[WHAT IS NEEDED]
From the entries provided below, copy each line that contains the word "json".

[RECORDS FOR THIS EXERCISE]
--

//! A rectangular tile matrix: [`TileGrid`] and [`GridError`].

use std::fmt;

use crate::geom::{Adjacency, Coord};
use crate::tile::Tile;

// ---------------------------------------------------------------------------
// GridError
// ---------------------------------------------------------------------------

/// Errors from grid construction, refresh, and checked lookups.
#[derive(Debug, Clone, Copy, PartialEq)]
pub enum GridError {
    /// The supplied tile data does not fit the stated dimensions, or a
    /// dimension is negative.
    InvalidDimensions {
        width: i32,
        height: i32,
        len: usize,
    },
    /// A coordinate lies outside the grid extents.
    OutOfBounds { at: Coord, size: Coord },
}

impl fmt::Display for GridError {
    fn fmt(&self, f: &mut fmt::Formatter<'_>) -> fmt::Result {
        match self {
            GridError::InvalidDimensions { width, height, len } => {
                write!(f, "{len} tiles do not fit a {width}x{height} grid")
            }
            GridError::OutOfBounds { at, size } => {
                write!(f, "coordinate {at} outside grid of size {size}")
            }
        }
    }
}

impl std::error::Error for GridError {}

// ---------------------------------------------------------------------------
// TileGrid
// ---------------------------------------------------------------------------

/// A width × height matrix of [`Tile`]s in flat row-major storage.
///
/// Built from a cost slice or a walkability slice, and refreshable from
/// either; a refresh to the same dimensions overwrites tiles in place,
/// while a dimension change reallocates the storage. The grid carries no
/// search state, so shared references to it stay valid and consistent for
/// the whole duration of a search.
#[derive(Debug, Clone, PartialEq)]
pub struct TileGrid {
    width: i32,
    height: i32,
    tiles: Vec<Tile>,
}

impl TileGrid {
    /// Build a grid from per-tile traversal costs, row by row.
    ///
    /// A cost of `0.0` makes the tile blocked. `costs.len()` must equal
    /// `width * height`.
    pub fn from_costs(width: i32, height: i32, costs: &[f32]) -> Result<Self, GridError> {
        Self::check_shape(width, height, costs.len())?;
        Ok(Self {
            width,
            height,
            tiles: costs.iter().map(|&price| Tile::new(price)).collect(),
        })
    }

    /// Build a grid from a walkability mask, row by row.
    ///
    /// Walkable tiles get price `1.0`, blocked tiles `0.0`.
    pub fn from_walkable(width: i32, height: i32, walkable: &[bool]) -> Result<Self, GridError> {
        Self::check_shape(width, height, walkable.len())?;
        Ok(Self {
            width,
            height,
            tiles: walkable.iter().map(|&w| Tile::from(w)).collect(),
        })
    }

    /// Replace all tile data from a cost slice.
    ///
    /// Tiles are overwritten in place when the dimensions are unchanged;
    /// a dimension change reallocates the storage. On error the grid is
    /// left untouched.
    pub fn refresh_costs(
        &mut self,
        width: i32,
        height: i32,
        costs: &[f32],
    ) -> Result<(), GridError> {
        Self::check_shape(width, height, costs.len())?;
        if width != self.width || height != self.height {
            self.width = width;
            self.height = height;
            self.tiles = costs.iter().map(|&price| Tile::new(price)).collect();
        } else {
            for (tile, &price) in self.tiles.iter_mut().zip(costs) {
                *tile = Tile::new(price);
            }
        }
        Ok(())
    }

    /// Replace all tile data from a walkability mask. Same reallocation
    /// rules as [`TileGrid::refresh_costs`].
    pub fn refresh_walkable(
        &mut self,
        width: i32,
        height: i32,
        walkable: &[bool],
    ) -> Result<(), GridError> {
        Self::check_shape(width, height, walkable.len())?;
        if width != self.width || height != self.height {
            self.width = width;
            self.height = height;
            self.tiles = walkable.iter().map(|&w| Tile::from(w)).collect();
        } else {
            for (tile, &w) in self.tiles.iter_mut().zip(walkable) {
                *tile = Tile::from(w);
            }
        }
        Ok(())
    }

    /// Width of the grid.
    #[inline]
    pub fn width(&self) -> i32 {
        self.width
    }

    /// Height of the grid.
    #[inline]
    pub fn height(&self) -> i32 {
        self.height
    }

    /// Size as a [`Coord`] (width = x, height = y).
    #[inline]
    pub fn size(&self) -> Coord {
        Coord::new(self.width, self.height)
    }

    /// Whether the coordinate is inside the grid.
    #[inline]
    pub fn contains(&self, at: Coord) -> bool {
        at.x >= 0 && at.y >= 0 && at.x < self.width && at.y < self.height
    }

    /// Tile at a coordinate, or `None` when out of bounds.
    #[inline]
    pub fn tile(&self, at: Coord) -> Option<Tile> {
        if !self.contains(at) {
            return None;
        }
        Some(self.tiles[self.idx(at)])
    }

    /// Tile at a coordinate, or [`GridError::OutOfBounds`].
    pub fn get(&self, at: Coord) -> Result<Tile, GridError> {
        self.tile(at).ok_or(GridError::OutOfBounds {
            at,
            size: self.size(),
        })
    }

    /// Append the in-bounds neighbors of `at` under the given adjacency
    /// policy, in the fixed order of [`Coord::neighbors_4`] /
    /// [`Coord::neighbors_8`]. The caller clears `buf` beforehand.
    ///
    /// Blocked tiles are included; filtering on walkability is the
    /// search's job.
    pub fn neighbors(&self, at: Coord, adjacency: Adjacency, buf: &mut Vec<Coord>) {
        match adjacency {
            Adjacency::Manhattan => {
                for n in at.neighbors_4() {
                    if self.contains(n) {
                        buf.push(n);
                    }
                }
            }
            Adjacency::Euclidean => {
                for n in at.neighbors_8() {
                    if self.contains(n) {
                        buf.push(n);
                    }
                }
            }
        }
    }

    #[inline]
    fn idx(&self, at: Coord) -> usize {
        (at.y * self.width + at.x) as usize
    }

    fn check_shape(width: i32, height: i32, len: usize) -> Result<(), GridError> {
        if width < 0 || height < 0 || width as usize * height as usize != len {
            return Err(GridError::InvalidDimensions { width, height, len });
        }
        Ok(())
    }
}

// ---------------------------------------------------------------------------
// Serde
// ---------------------------------------------------------------------------

#[cfg(feature = "serde")]
mod grid_serde {
    use serde::de::Error as _;
    use serde::{Deserialize, Deserializer, Serialize, Serializer};

    use super::TileGrid;

    /// Wire form: dimensions plus the row-major cost values.
    #[derive(Serialize, Deserialize)]
    struct RawGrid {
        width: i32,
        height: i32,
        costs: Vec<f32>,
    }

    impl Serialize for TileGrid {
        fn serialize<S>(&self, serializer: S) -> Result<S::Ok, S::Error>
        where
            S: Serializer,
        {
            RawGrid {
                width: self.width,
                height: self.height,
                costs: self.tiles.iter().map(|t| t.price).collect(),
            }
            .serialize(serializer)
        }
    }

    impl<'de> Deserialize<'de> for TileGrid {
        /// Re-validates the shape, so corrupt payloads surface as
        /// deserialization errors rather than inconsistent grids.
        fn deserialize<D>(deserializer: D) -> Result<Self, D::Error>
        where
            D: Deserializer<'de>,
        {
            let raw = RawGrid::deserialize(deserializer)?;
            TileGrid::from_costs(raw.width, raw.height, &raw.costs).map_err(D::Error::custom)
        }
    }
}

// ---------------------------------------------------------------------------
// Tests
// ---------------------------------------------------------------------------

#[cfg(test)]
mod tests {
    use super::*;

    #[test]
    fn build_from_costs() {
        let grid = TileGrid::from_costs(3, 2, &[1.0, 0.0, 2.0, 1.0, 1.0, 0.5]).unwrap();
        assert_eq!(grid.width(), 3);
        assert_eq!(grid.height(), 2);
        assert_eq!(grid.size(), Coord::new(3, 2));
        assert_eq!(grid.tile(Coord::new(2, 0)), Some(Tile::new(2.0)));
        assert_eq!(grid.tile(Coord::new(2, 1)), Some(Tile::new(0.5)));
        assert!(!grid.tile(Coord::new(1, 0)).unwrap().walkable());
    }

    #[test]
    fn build_from_walkable() {
        let grid = TileGrid::from_walkable(2, 2, &[true, false, true, true]).unwrap();
        assert_eq!(grid.tile(Coord::new(0, 0)), Some(Tile::OPEN));
        assert_eq!(grid.tile(Coord::new(1, 0)), Some(Tile::BLOCKED));
        assert_eq!(grid.tile(Coord::new(1, 1)).unwrap().price, 1.0);
    }

    #[test]
    fn shape_mismatch_is_rejected() {
        assert_eq!(
            TileGrid::from_costs(2, 2, &[1.0, 1.0, 1.0]),
            Err(GridError::InvalidDimensions {
                width: 2,
                height: 2,
                len: 3,
            })
        );
        assert!(TileGrid::from_walkable(-1, 3, &[]).is_err());
        assert!(TileGrid::from_costs(0, 0, &[]).is_ok());
    }

    #[test]
    fn lookups_outside_bounds() {
        let grid = TileGrid::from_walkable(2, 2, &[true; 4]).unwrap();
        assert_eq!(grid.tile(Coord::new(-1, 0)), None);
        assert_eq!(grid.tile(Coord::new(0, 2)), None);
        assert!(grid.get(Coord::new(1, 1)).is_ok());
        assert_eq!(
            grid.get(Coord::new(5, 1)),
            Err(GridError::OutOfBounds {
                at: Coord::new(5, 1),
                size: Coord::new(2, 2),
            })
        );
    }

    #[test]
    fn neighbors_respect_bounds_and_policy() {
        let grid = TileGrid::from_walkable(3, 3, &[true; 9]).unwrap();
        let mut buf = Vec::new();

        grid.neighbors(Coord::new(0, 0), Adjacency::Manhattan, &mut buf);
        assert_eq!(buf, vec![Coord::new(1, 0), Coord::new(0, 1)]);

        buf.clear();
        grid.neighbors(Coord::new(0, 0), Adjacency::Euclidean, &mut buf);
        assert_eq!(
            buf,
            vec![Coord::new(1, 0), Coord::new(1, 1), Coord::new(0, 1)]
        );

        buf.clear();
        grid.neighbors(Coord::new(1, 1), Adjacency::Euclidean, &mut buf);
        assert_eq!(buf.len(), 8);

        // Same query, same order.
        let mut again = Vec::new();
        grid.neighbors(Coord::new(1, 1), Adjacency::Euclidean, &mut again);
        assert_eq!(buf, again);
    }

    #[test]
    fn refresh_in_place_keeps_dimensions() {
        let mut grid = TileGrid::from_costs(2, 2, &[1.0, 1.0, 1.0, 1.0]).unwrap();
        grid.refresh_costs(2, 2, &[0.0, 2.0, 1.0, 1.0]).unwrap();
        assert_eq!(grid.size(), Coord::new(2, 2));
        assert_eq!(grid.tile(Coord::new(0, 0)), Some(Tile::BLOCKED));
        assert_eq!(grid.tile(Coord::new(1, 0)), Some(Tile::new(2.0)));
    }

    #[test]
    fn refresh_reallocates_on_dimension_change() {
        let mut grid = TileGrid::from_costs(2, 2, &[1.0; 4]).unwrap();
        grid.refresh_walkable(3, 1, &[true, false, true]).unwrap();
        assert_eq!(grid.size(), Coord::new(3, 1));
        assert_eq!(grid.tile(Coord::new(1, 0)), Some(Tile::BLOCKED));
        assert_eq!(grid.tile(Coord::new(0, 1)), None);
    }

    #[test]
    fn failed_refresh_leaves_grid_untouched() {
        let mut grid = TileGrid::from_costs(2, 1, &[1.0, 2.0]).unwrap();
        let before = grid.clone();
        assert!(grid.refresh_costs(3, 3, &[1.0, 1.0]).is_err());
        assert_eq!(grid, before);
    }

    #[test]
    fn refresh_with_same_data_is_idempotent() {
        let costs = [1.0, 0.0, 0.5, 2.0, 1.0, 1.0];
        let mut grid = TileGrid::from_costs(3, 2, &costs).unwrap();
        let before = grid.clone();
        grid.refresh_costs(3, 2, &costs).unwrap();
        grid.refresh_costs(3, 2, &costs).unwrap();
        for y in 0..2 {
            for x in 0..3 {
                let at = Coord::new(x, y);
                assert_eq!(grid.tile(at), before.tile(at));
            }
        }
    }
}

#[cfg(all(test, feature = "serde"))]
mod serde_tests {
    use super::*;

    #[test]
    fn grid_roundtrip() {
        let grid = TileGrid::from_costs(2, 3, &[1.0, 0.0, 0.5, 2.0, 1.0, 1.0]).unwrap();
        let json = serde_json::to_string(&grid).unwrap();
        let back: TileGrid = serde_json::from_str(&json).unwrap();
        assert_eq!(back, grid);
    }

    #[test]
    fn corrupt_shape_fails_to_deserialize() {
        let json = r#"{"width":2,"height":2,"costs":[1.0,1.0,1.0]}"#;
        assert!(serde_json::from_str::<TileGrid>(json).is_err());
    }
}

--

[ANSWER BOX]
        let json = serde_json::to_string(&grid).unwrap();
        let back: TileGrid = serde_json::from_str(&json).unwrap();
        let json = r#"{"width":2,"height":2,"costs":[1.0,1.0,1.0]}"#;
        assert!(serde_json::from_str::<TileGrid>(json).is_err());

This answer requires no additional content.